Gli effetti indiretti della pandemia sui bambini e adolescenti

Gli effetti indiretti della pandemia sui bambini e adolescenti. L’11 marzo 2020, l’OMS, dopo aver valutato i livelli di gravità e la diffusione globale dell’infezione da SARS-CoV-2, ha dichiarato che l’epidemia di COVID-19 può essere considerata una pandemia.

Purtroppo è trascorso più di un anno e gli effetti della pandemia e del lockdown sono sempre più evidenti e purtroppo molto importanti. L’ultimo rapporto Istat del marzo 2021 ha registrato nel 2020 un milione di persone in più in povertà assoluta. L’aumento più forte al Nord.

La DAD (la didattica a distanza) in molte realtà ha acuito le diseguaglianze sociali: ha sfavorito le famiglie che per motivi socio-economici partivano svantaggiate per una maggiore difficoltà nell’accesso e nell’utilizzo di strumenti digitali e spesso per mancanza di ambienti appropriati dove poterla effettuare.

Si sta verificando un aumento della dispersione scolastica.

I bambini con BES (bisogni educativi speciali) e con difficoltà scolastica hanno risentito, nel passato, particolarmente della DAD.

Gli effetti si sono fatti sentire anche sulla salute fisica.

La sedentarietà e l’abuso di tecnologia per molti adolescenti hanno favorito abitudini alimentari scorrette con aumento talora notevole del peso.

Anche le vaccinazioni in molti casi hanno subito un ritardo.

Soprattutto in età adolescenziale vi è stato un calo nell’esecuzione delle vaccinazioni obbligatorie e raccomandate.

Gli effetti indiretti della pandemia sui bambini e adolescenti si sono fatti sentire in particolare sulla sfera emotiva e comportamentale dei bambini e degli adolescenti.

Vi è stato un aumento di disturbi del sonno, dei disturbi d’ansia e tra gli adolescenti isolamento sociale, tristezza e depressione.

Segnalo un’indagine fatta dall’IRCCS Gaslini di Genova sull’impatto psicologico e comportamentale del lockdown nei bambini e negli adolescenti in Italia.

Si tratta di un questionario raccolto a quindici giorni di distanza dall’inizio del lockdown, tra il 24 marzo e il 3 aprile 2020.

A questo questionario hanno aderito 6800 soggetti da tutta Italia (in particolare dalle regioni del Nord e alta Toscana), di cui quasi la metà, 3245, con figli minorenni a carico.
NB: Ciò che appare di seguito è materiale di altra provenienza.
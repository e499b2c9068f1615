//! The implicit conversion engine: one ordered case analysis, first
//! match wins. `strict` suppresses diagnostics and is what the overload
//! resolver uses as a dry run — see `is_convertible`.

use crate::diag::{DiagnosticKind, DiagnosticSink};
use crate::expr::{Expr, Literal};
use crate::pos::Pos;
use crate::types::{PointerType, ReferenceType, Type};

fn wrap(expr: Expr, to: &Type, pos: Pos) -> Expr {
    Expr::Cast {
        target_type: to.clone(),
        operand: Box::new(expr),
        pos,
    }
}

fn report_error(strict: bool, diags: &mut dyn DiagnosticSink, pos: Pos, msg: String) {
    report_error_kind(strict, diags, DiagnosticKind::ShapeMismatch, pos, msg);
}

fn report_error_kind(strict: bool, diags: &mut dyn DiagnosticSink, kind: DiagnosticKind, pos: Pos, msg: String) {
    if !strict {
        diags.error(kind, pos, msg);
    }
}

/// Converts `expr` of type `from` to `to`, inserting whatever cast/deref/
/// address-of/reference-of nodes case analysis calls for, or reports an
/// error and returns `None`. `ctx_msg` names the syntactic context
/// ("assignment", "binary operator", ...) for error messages.
#[allow(clippy::too_many_arguments)]
pub fn convert(
    expr: Expr,
    from: &Type,
    to: &Type,
    ctx_msg: &str,
    pos: Pos,
    strict: bool,
    diags: &mut dyn DiagnosticSink,
) -> Option<Expr> {
    // Case 1: equal types, no-op.
    if Type::equal(from, to) {
        return Some(expr);
    }

    // Case 2: void on either side.
    if from.is_void() || to.is_void() {
        report_error(strict, diags, pos, format!("{ctx_msg}: can't convert to/from void"));
        return None;
    }

    // Case 3: array -> pointer, element matches modulo const.
    if let (Type::Array(a), Type::Pointer(p)) = (from, to) {
        if Type::equal_ignoring_const(&a.element, &p.base) {
            let zero = Expr::Literal {
                value: Literal::Int(0),
                ty: Type::uniform(crate::types::AtomicKind::Int32),
                pos,
            };
            let element = (*a.element).clone();
            let indexed = Expr::Index {
                base: Box::new(expr),
                index: Box::new(zero),
                ty: Some(element.clone()),
                pos,
            };
            let addr = Expr::AddressOf {
                ty: Some(Type::Pointer(PointerType {
                    base: Box::new(element),
                    variability: p.variability,
                    is_const: p.is_const,
                })),
                operand: Box::new(indexed),
                pos,
            };
            return Some(wrap(addr, to, pos));
        }
        report_error(
            strict,
            diags,
            pos,
            format!("{ctx_msg}: array element type doesn't match pointer target"),
        );
        return None;
    }

    // Case 4: to uniform <- from varying, always an error.
    if !to.is_varying() && from.is_varying() {
        report_error_kind(
            strict,
            diags,
            DiagnosticKind::Variability,
            pos,
            format!("{ctx_msg}: can't convert a varying value to uniform"),
        );
        return None;
    }

    // Case 5: pointer -> bool.
    if from.is_pointer() && to.is_bool() {
        return Some(wrap(expr, to, pos));
    }

    // Case 6: pointer -> pointer, or 0 literal -> null pointer.
    if from.is_pointer() && to.is_pointer() {
        let from_base = from.base_type().unwrap();
        let to_base = to.base_type().unwrap();
        if from_base.is_void() || to_base.is_void() || Type::equal_ignoring_const(from_base, to_base) {
            return Some(wrap(expr, to, pos));
        }
        report_error(
            strict,
            diags,
            pos,
            format!("{ctx_msg}: incompatible pointer types \"{from}\" and \"{to}\""),
        );
        return None;
    }
    if !from.is_pointer() && to.is_pointer() {
        if let Expr::Literal { value, .. } = &expr {
            if value.is_zero_int() {
                let null = Expr::NullPointer {
                    ty: to.clone(),
                    pos,
                };
                return Some(wrap(null, to, pos));
            }
        }
    }

    // Case 7: reference -> reference.
    if let (Type::Reference(fr), Type::Reference(tr)) = (from, to) {
        let target_eq = Type::equal(&fr.target, &tr.target);
        let adds_const = tr.target.is_const() && Type::equal_ignoring_const(&fr.target, &tr.target);
        let both_arrays = fr.target.is_array()
            && tr.target.is_array()
            && Type::equal_ignoring_const(
                fr.target.base_type().unwrap(),
                tr.target.base_type().unwrap(),
            );
        if target_eq || adds_const || both_arrays {
            return Some(wrap(expr, to, pos));
        }
        report_error(
            strict,
            diags,
            pos,
            format!("{ctx_msg}: incompatible reference types \"{from}\" and \"{to}\""),
        );
        return None;
    }

    // Case 8: reference T -> T, insert dereference and recurse.
    if let Type::Reference(fr) = from {
        let target = (*fr.target).clone();
        let deref = Expr::Deref {
            ty: Some(target.clone()),
            operand: Box::new(expr),
            pos,
        };
        return convert(deref, &target, to, ctx_msg, pos, strict, diags);
    }

    // Case 9: T -> reference T, insert reference-of and recurse.
    if let Type::Reference(_) = to {
        let ref_ty = Type::Reference(ReferenceType {
            target: Box::new(from.clone()),
        });
        let refof = Expr::ReferenceOf {
            ty: Some(ref_ty.clone()),
            operand: Box::new(expr),
            pos,
        };
        return convert(refof, &ref_ty, to, ctx_msg, pos, strict, diags);
    }

    // Case 10: array -> array, equal element, possibly different count.
    if let (Type::Array(a), Type::Array(b)) = (from, to) {
        if Type::equal_ignoring_const(&a.element, &b.element) {
            if a.count != b.count && !a.is_incomplete() && !b.is_incomplete() && !strict {
                diags.warning(
                    DiagnosticKind::ShapeMismatch,
                    pos,
                    format!("{ctx_msg}: array size mismatch ({} vs {})", a.count, b.count),
                );
            }
            return Some(wrap(expr, to, pos));
        }
        report_error(
            strict,
            diags,
            pos,
            format!("{ctx_msg}: array element types differ"),
        );
        return None;
    }

    // Case 11: vector(n,A) -> vector(n,B).
    if let (Type::Vector(va), Type::Vector(vb)) = (from, to) {
        if va.count != vb.count {
            report_error(
                strict,
                diags,
                pos,
                format!("{ctx_msg}: vector size mismatch ({} vs {})", va.count, vb.count),
            );
            return None;
        }
        if va.element.atomic_kind().is_some() && vb.element.atomic_kind().is_some() {
            return Some(wrap(expr, to, pos));
        }
        report_error(
            strict,
            diags,
            pos,
            format!("{ctx_msg}: vector element types aren't convertible"),
        );
        return None;
    }

    // Case 12: struct -> struct, equal modulo uniform/varying and const.
    if from.is_struct() && to.is_struct() {
        if Type::equal_ignoring_const(&from.as_uniform(), &to.as_uniform()) {
            return Some(wrap(expr, to, pos));
        }
        report_error(
            strict,
            diags,
            pos,
            format!("{ctx_msg}: incompatible struct types \"{from}\" and \"{to}\""),
        );
        return None;
    }

    // Case 13/14: enum -> integer legal, enum -> enum illegal.
    if matches!(from, Type::Enum(_)) {
        if to.is_integer() {
            return Some(wrap(expr, to, pos));
        }
        if matches!(to, Type::Enum(_)) {
            report_error(
                strict,
                diags,
                pos,
                format!("{ctx_msg}: can't convert between distinct enum types"),
            );
            return None;
        }
    }

    // Case 15: atomic -> vector(n, atomic), broadcast.
    if from.atomic_kind().is_some() {
        if let Type::Vector(v) = to {
            if v.element.atomic_kind().is_some() {
                return Some(wrap(expr, to, pos));
            }
        }
    }

    // Case 16: atomic -> atomic.
    if let (Some(from_kind), Some(to_kind)) = (from.atomic_kind(), to.atomic_kind()) {
        if may_lose_precision(from_kind, to_kind) && !strict {
            let losslessly_representable = matches!(&expr, Expr::Literal { value, .. } if is_losslessly_representable(value, to_kind));
            if !losslessly_representable {
                diags.warning(
                    DiagnosticKind::Precision,
                    pos,
                    format!("{ctx_msg}: conversion from \"{from_kind}\" to \"{to_kind}\" may lose precision"),
                );
            }
        }
        return Some(wrap(expr, to, pos));
    }

    report_error(
        strict,
        diags,
        pos,
        format!("{ctx_msg}: can't convert \"{from}\" to \"{to}\""),
    );
    None
}

/// Dry-run feasibility check with no expression to build and no
/// diagnostics — used by the overload resolver's tiers 5 and 6.
pub fn is_convertible(from: &Type, to: &Type) -> bool {
    // `Bool(false)` never trips the case-6 "zero literal" special case, so
    // this probes pure type-level feasibility regardless of `from`'s shape.
    let placeholder = Expr::Literal {
        value: Literal::Bool(false),
        ty: from.clone(),
        pos: Pos::synthetic(),
    };
    let mut sink = crate::diag::CollectingDiagnostics::new();
    convert(placeholder, from, to, "overload resolution", Pos::synthetic(), true, &mut sink).is_some()
}

/// Open Question #1's resolution: narrowing heuristic covering the named
/// cases (width narrowing, signed↔float, signed↔unsigned across widths).
fn may_lose_precision(from: crate::types::AtomicKind, to: crate::types::AtomicKind) -> bool {
    use crate::types::AtomicKind;
    if from == to {
        return false;
    }
    if to.width_bits() < from.width_bits() {
        return true;
    }
    if (from.is_signed() && to.is_float()) || (from.is_float() && to.is_signed()) {
        return true;
    }
    if from.is_integer() && to.is_integer() && from.is_signed() != to.is_signed() {
        return true;
    }
    if from.is_integer() && to.is_float() && from.width_bits() >= to.width_bits() {
        return true;
    }
    matches!((from, to), (AtomicKind::Double, AtomicKind::Float))
}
I risultati hanno evidenziato, già un anno fa, che la situazione d’isolamento, ha determinato una condizione di stress con ripercussioni non solo sulla salute fisica ma anche su quella emozionale – psichica, sia dei genitori che dei figli.
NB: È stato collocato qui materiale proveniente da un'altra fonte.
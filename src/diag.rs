//! Diagnostic sink and the structural error taxonomy.
//!
//! The core never decides how a message is rendered — message formatting
//! is a host concern. What the core *does* own is: which diagnostics
//! exist, with a stable `DiagnosticKind` tag, and the rule that reporting
//! an error is what allows a pass to return `None` without re-reporting.

use crate::pos::Pos;

/// Structural taxonomy of error kinds.
///
/// This is deliberately a flat, closed enum rather than a string: tests
/// assert on `kind()`, not on message text, so message wording can change
/// without breaking callers that only care "was this a lookup failure".
#[derive(Debug, Clone, Copy, PartialEq, Eq)]
pub enum DiagnosticKind {
    Lookup,
    ShapeMismatch,
    Variability,
    Constness,
    Overload,
    Arithmetic,
    Precision,
    Internal,
}

#[derive(Debug, Clone, Copy, PartialEq, Eq)]
pub enum Severity {
    Error,
    Warning,
    PerformanceWarning,
}

#[derive(Debug, Clone, PartialEq)]
pub struct Diagnostic {
    pub severity: Severity,
    pub kind: DiagnosticKind,
    pub pos: Pos,
    pub message: String,
}

/// The narrow interface the core needs from an external diagnostic sink.
/// A parser-driven binary, an LSP server, or a test harness each
/// implement this differently; the core only ever calls through it.
pub trait DiagnosticSink {
    fn error(&mut self, kind: DiagnosticKind, pos: Pos, msg: String);
    fn warning(&mut self, kind: DiagnosticKind, pos: Pos, msg: String);
    fn performance_warning(&mut self, pos: Pos, msg: String);

    /// Internal invariant violated; callers are never expected to continue
    /// past it under well-formed input, so the default implementation
    /// panics. A host that wants fatal errors funneled through its own
    /// error type can override this instead of unwinding.
    fn fatal(&mut self, msg: String) -> ! {
        panic!("internal compiler error: {msg}");
    }
}

/// A `DiagnosticSink` that collects everything in memory. Used by this
/// crate's own tests, and suitable for any host that wants to drain
/// diagnostics after a pass rather than stream them.
#[derive(Debug, Default, Clone)]
pub struct CollectingDiagnostics {
    pub diagnostics: Vec<Diagnostic>,
    fatal_message: Option<String>,
}

impl CollectingDiagnostics {
    pub fn new() -> Self {
        Self::default()
    }

    pub fn errors(&self) -> impl Iterator<Item = &Diagnostic> {
        self.diagnostics
            .iter()
            .filter(|d| d.severity == Severity::Error)
    }

    pub fn warnings(&self) -> impl Iterator<Item = &Diagnostic> {
        self.diagnostics
            .iter()
            .filter(|d| d.severity != Severity::Error)
    }

    pub fn has_errors(&self) -> bool {
        self.errors().next().is_some()
    }

    pub fn fatal_message(&self) -> Option<&str> {
        self.fatal_message.as_deref()
    }
}

impl DiagnosticSink for CollectingDiagnostics {
    fn error(&mut self, kind: DiagnosticKind, pos: Pos, msg: String) {
        tracing::debug!(%pos, ?kind, %msg, "error");
        self.diagnostics.push(Diagnostic {
            severity: Severity::Error,
            kind,
            pos,
            message: msg,
        });
    }

    fn warning(&mut self, kind: DiagnosticKind, pos: Pos, msg: String) {
        tracing::trace!(%pos, ?kind, %msg, "warning");
        self.diagnostics.push(Diagnostic {
            severity: Severity::Warning,
            kind,
            pos,
            message: msg,
        });
    }

    fn performance_warning(&mut self, pos: Pos, msg: String) {
        tracing::trace!(%pos, %msg, "performance warning");
        self.diagnostics.push(Diagnostic {
            severity: Severity::PerformanceWarning,
            kind: DiagnosticKind::Precision,
            pos,
            message: msg,
        });
    }

    /// Unlike the trait default, the collecting sink never unwinds: tests
    /// want to assert the fatal message was produced, not catch a panic.
    fn fatal(&mut self, msg: String) -> ! {
        self.fatal_message = Some(msg.clone());
        panic!("internal compiler error: {msg}");
    }
}

/// Levenshtein edit distance between two strings, counted in chars.
///
/// Grounded on `rustc`'s own `lev_distance` (single-row dynamic
/// programming over the shorter string), adapted here to return `usize`
/// directly rather than threading a `Symbol` interner through it.
pub fn lev_distance(a: &str, b: &str) -> usize {
    if a.is_empty() {
        return b.chars().count();
    }
    if b.is_empty() {
        return a.chars().count();
    }

    let mut prev_row: Vec<usize> = (0..=b.chars().count()).collect();
    let mut curr_row = vec![0usize; prev_row.len()];

    for (i, ca) in a.chars().enumerate() {
        curr_row[0] = i + 1;
        for (j, cb) in b.chars().enumerate() {
            let cost = if ca == cb { 0 } else { 1 };
            curr_row[j + 1] = (prev_row[j + 1] + 1)
                .min(curr_row[j] + 1)
                .min(prev_row[j] + cost);
        }
        std::mem::swap(&mut prev_row, &mut curr_row);
    }

    prev_row[b.chars().count()]
}

/// Find all names within `max_dist` of `lookup`, returning only the set
/// tied at the smallest qualifying distance found.
pub fn near_miss_suggestions<'a, I>(lookup: &str, candidates: I, max_dist: usize) -> Vec<&'a str>
where
    I: IntoIterator<Item = &'a str>,
{
    let mut best_dist = usize::MAX;
    let mut best: Vec<&str> = Vec::new();

    for name in candidates {
        let dist = lev_distance(lookup, name);
        if dist > max_dist {
            continue;
        }
        match dist.cmp(&best_dist) {
            std::cmp::Ordering::Less => {
                best_dist = dist;
                best.clear();
                best.push(name);
            }
            std::cmp::Ordering::Equal => best.push(name),
            std::cmp::Ordering::Greater => {}
        }
    }

    best
}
Lo studio del Gaslini mostra come il livello di gravità dei comportamenti disfunzionali dei bambini e dei ragazzi correlava in maniera statisticamente significativa con il grado di malessere dei genitori.

All’aumentare di sintomi e comportamenti suggestivi di stress conseguenti al Covid dei genitori (disturbi d’ansia, consumo di farmaci ansiolitici) i dati hanno mostrato un aumento dei disturbi comportamentali e della sfera emotiva nei bambini e negli adolescenti.
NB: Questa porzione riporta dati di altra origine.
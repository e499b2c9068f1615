//! Read-only handles supplied by external collaborators.
//!
//! `TargetInfo` and `OptFlags` are owned by whatever embeds this crate
//! (the driver that also owns the parser and the emitter); the core only
//! ever reads them. They follow a plain-struct-plus-builder-method style
//! rather than a trait object, since there is exactly one shape of
//! "target description" and no need for dynamic dispatch over it.

use crate::types::AtomicKind;

/// Target machine description, as queried from the core.
#[derive(Debug, Clone, Copy, PartialEq, Eq)]
pub struct TargetInfo {
    pub vector_width: u32,
    pub is_32_bit: bool,
    pub pointer_int_type: AtomicKind,
}

impl TargetInfo {
    pub fn new(vector_width: u32, is_32_bit: bool) -> Self {
        TargetInfo {
            vector_width,
            is_32_bit,
            pointer_int_type: if is_32_bit {
                AtomicKind::Int32
            } else {
                AtomicKind::Int64
            },
        }
    }

    /// The integer type used for pointer differences, honoring
    /// `OptFlags::force_32_bit_addressing`.
    pub fn pointer_diff_type(&self, force_32_bit: bool) -> AtomicKind {
        if self.is_32_bit || force_32_bit {
            AtomicKind::Int32
        } else {
            AtomicKind::Int64
        }
    }
}

impl Default for TargetInfo {
    fn default() -> Self {
        TargetInfo::new(8, false)
    }
}

/// Optimization / codegen flags that feed the constant folder and the
/// conversion engine.
#[derive(Debug, Clone, Copy, PartialEq, Eq, Default)]
pub struct OptFlags {
    pub fast_math: bool,
    pub force_32_bit_addressing: bool,
    pub disable_masked_store_to_store: bool,
    pub disable_mask_all_on_optimizations: bool,
    pub disable_uniform_memory_optimizations: bool,
}

impl OptFlags {
    pub fn new() -> Self {
        Self::default()
    }

    pub fn with_fast_math(mut self, on: bool) -> Self {
        self.fast_math = on;
        self
    }

    pub fn with_force_32_bit_addressing(mut self, on: bool) -> Self {
        self.force_32_bit_addressing = on;
        self
    }
}

/// Marker for the opaque downstream IR emitter.
///
/// The core never calls a method on this trait — it exists purely so that
/// `Expr`/`Module` APIs which need to *name* "an emitter" in their
/// signatures (for a downstream crate building on top of this one) have
/// something to name. Adding methods here would mean this crate is
/// prescribing how code is generated, which is explicitly out of scope.
pub trait EmitContext {}

#[cfg(test)]
mod tests {
    use super::*;

    #[test]
    fn pointer_diff_type_follows_addressing_width() {
        let t32 = TargetInfo::new(4, true);
        assert_eq!(t32.pointer_diff_type(false), AtomicKind::Int32);

        let t64 = TargetInfo::new(8, false);
        assert_eq!(t64.pointer_diff_type(false), AtomicKind::Int64);
        assert_eq!(t64.pointer_diff_type(true), AtomicKind::Int32);
    }

    #[test]
    fn opt_flags_builder() {
        let flags = OptFlags::new().with_fast_math(true);
        assert!(flags.fast_math);
        assert!(!flags.force_32_bit_addressing);
    }
}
Questo significa che per diminuire lo stato di ansia e i sintomi psicosomatici dei bambini è molto importante come si mostrano i genitori.

Inoltre è dimostrato che per aumentare la capacità del bambino a superare le difficoltà è molto importante mantenere la routine in famiglia.

Mantenere la routine significa che anche se il bambino/adolescente non va a scuola, la mattina si alza presto, si lava e fa colazione, vi è l’ora per il pranzo e per i giochi insieme, l’ora della cena e di andare a dormire.

È anche utile il coinvolgimento del bambino nelle mansioni domestiche come apparecchiare la tavola, aiuto per i fratelli più piccoli.

Questo fa sentire il bambino importante e utile per la famiglia.

Tenere impegnati e motivati i nostri figli, sarà di aiuto per ridurre l’ansia e lo stress che sta sempre di più portando questa pandemia che perdura da troppo tempo.

Una delle cose più importanti è che, i genitori per primi, devono contenere l’ansia e le paure davanti ai loro figli e mostrarsi sereni e rassicuranti.

La regolazione emotiva del bambino dipende dal rapporto con il caregiver, cioè con chi si prende cura di lui: fondamentale è un attaccamento ”sicuro”, significa far sentire al bambino che può esprimere paure e dubbi perché ha accanto una base sicura.